ReInventing Neural Networks - Part 3






4.60/5 (7 votes)
Now that we got the basics over with, it's time for improvement!
The Full Series
- Part 1: We create the whole
NeuralNetwork
class from scratch. - Part 2: We create an environment in Unity in order to test the neural network within that environment.
- Part 3: We make a great improvement to the neural network already created by adding a new type of mutation to the code.
Introduction
Before I start, I got to acknowledge that I'm 16 years old, because I kinda noticed people get hiccups when they know that, so I thought... maybe if people knew, I would get something more out of it. Just sayin.
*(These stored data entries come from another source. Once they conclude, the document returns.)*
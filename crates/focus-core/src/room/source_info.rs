//! `SourceInfo` advertisement parsing.
//!
//! Members advertise their named sources and mute state as a JSON
//! object keyed by source name. Media type is explicit or derived from
//! the `-a<n>` / `-v<n>` name suffix.

use std::collections::HashMap;

use serde_json::Value;

use crate::source::{MediaType, VideoType};

use super::json::{opt_bool, opt_str, parse_ci_enum, JsonParseError, StrictObject};

/// One entry of a member's source-info advertisement.
#[derive(Debug, Clone, PartialEq, Eq)]
pub struct SourceInfo {
    pub name: String,
    /// Absent on the wire means muted.
    pub muted: bool,
    pub video_type: Option<VideoType>,
    pub media_type: MediaType,
}

impl SourceInfo {
    pub fn is_sender_of(&self, media_type: MediaType) -> bool {
        !self.muted && self.media_type == media_type
    }
}

/// Parse the source-info JSON payload carried in presence.
pub fn parse_source_info(raw: &str) -> Result<HashMap<String, SourceInfo>, JsonParseError> {
    let object = StrictObject::parse(raw)?;
    let mut infos = HashMap::with_capacity(object.0.len());

    for (name, value) in object.iter() {
        let entry = match value {
            Value::Object(_) => StrictObject::from_value(name, value)?,
            _ => {
                return Err(JsonParseError::InvalidValue {
                    field: name.to_string(),
                    reason: "expected object".to_string(),
                })
            }
        };

        let muted = opt_bool(&entry, "muted")?.unwrap_or(true);
        let video_type = match opt_str(&entry, "videoType")? {
            Some(raw) => Some(parse_ci_enum::<VideoType>("videoType", &raw)?),
            None => None,
        };
        let media_type = match opt_str(&entry, "mediaType")? {
            Some(raw) => parse_ci_enum::<MediaType>("mediaType", &raw)?,
            None => media_type_from_name(name).ok_or_else(|| JsonParseError::InvalidValue {
                field: name.to_string(),
                reason: "mediaType absent and name carries no -a<n>/-v<n> suffix".to_string(),
            })?,
        };

        infos.insert(
            name.to_string(),
            SourceInfo { name: name.to_string(), muted, video_type, media_type },
        );
    }
    Ok(infos)
}

/// Derive the media type from a `-a<n>` / `-v<n>` source-name suffix.
fn media_type_from_name(name: &str) -> Option<MediaType> {
    let suffix = name.rsplit('-').next()?;
    let mut chars = suffix.chars();
    let tag = chars.next()?;
    if chars.as_str().is_empty() || !chars.as_str().chars().all(|c| c.is_ascii_digit()) {
        return None;
    }
    match tag {
        'a' => Some(MediaType::Audio),
        'v' => Some(MediaType::Video),
        _ => None,
    }
}

#[cfg(test)]
mod tests {
    use super::*;
    use pretty_assertions::assert_eq;

    #[test]
    fn test_parse_explicit_fields() {
        let infos = parse_source_info(
            r#"{"alice-v0": {"muted": false, "videoType": "camera", "mediaType": "video"}}"#,
        )
        .unwrap();
        let info = &infos["alice-v0"];
        assert_eq!(info.muted, false);
        assert_eq!(info.video_type, Some(VideoType::Camera));
        assert_eq!(info.media_type, MediaType::Video);
        assert!(info.is_sender_of(MediaType::Video));
    }

    #[test]
    fn test_muted_defaults_to_true() {
        let infos = parse_source_info(r#"{"alice-a0": {}}"#).unwrap();
        assert!(infos["alice-a0"].muted);
        assert_eq!(infos["alice-a0"].media_type, MediaType::Audio);
    }

    #[test]
    fn test_media_type_derived_from_suffix() {
        let infos = parse_source_info(r#"{"bob-a17": {"muted": false}}"#).unwrap();
        assert_eq!(infos["bob-a17"].media_type, MediaType::Audio);

        let infos = parse_source_info(r#"{"bob-v2": {}}"#).unwrap();
        assert_eq!(infos["bob-v2"].media_type, MediaType::Video);
    }

    #[test]
    fn test_video_type_case_insensitive() {
        let infos =
            parse_source_info(r#"{"c-v0": {"videoType": "DESKTOP"}}"#).unwrap();
        assert_eq!(infos["c-v0"].video_type, Some(VideoType::Desktop));
    }

    #[test]
    fn test_underivable_media_type_rejected() {
        let err = parse_source_info(r#"{"nosuffix": {}}"#).unwrap_err();
        assert!(matches!(err, JsonParseError::InvalidValue { .. }));
    }

    #[test]
    fn test_duplicate_source_name_rejected() {
        let err =
            parse_source_info(r#"{"a-v0": {}, "a-v0": {"muted": false}}"#).unwrap_err();
        assert_eq!(err, JsonParseError::DuplicateKey("a-v0".into()));
    }

    #[test]
    fn test_unknown_fields_ignored() {
        let infos =
            parse_source_info(r#"{"a-v0": {"muted": false, "futureField": 3}}"#).unwrap();
        assert_eq!(infos["a-v0"].muted, false);
    }
}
Welcome Back Fellas! About a month ago, I got Part 2 of this series posted. After that, I got really caught up doing a bunch of other stuff which couldn't let me continue doing what I really want to do (Sorry about that). However, a few days ago, Michael Bartlett sent me an email asking about a GA operator called safe mutation (or SA for short) (referring to this paper).
Background
To follow along this article, you'll need to have basic C# and Unity programming knowledge. Also you're going to need to have read Part 1 and Part 2 of this series.
Understanding the Theory
According to the paper sent by Michael, it appears that there are two types of SM operators:
- Safe Mutation through Rescaling: In a nutshell, that's just like tuning the weight a bit to know how much this bit affects the output, and according to that, make an informed mutation.
- Safe Mutation through Gradients: That's a similar approach to the one used in backpropagation to get the gradient of each weight, and according to that, also make an informed mutation.
That still, however didn't give me enough information to start coding, so I kept looking till I found this paper. This paper shows how great of an improvement you can get if you just use some of the information that's right in front of you. If you check Figure 4 in that paper, you can see that unbiased mutation gives the worst results, while node mutation gives exponentially better results! Heck yeah, it even matches crossover!
It's even compared with safe mutation (through gradients) and backpropagation on figures 7 and 8. It's either a tie with safe mutation, and node mutation crushes backpropagation...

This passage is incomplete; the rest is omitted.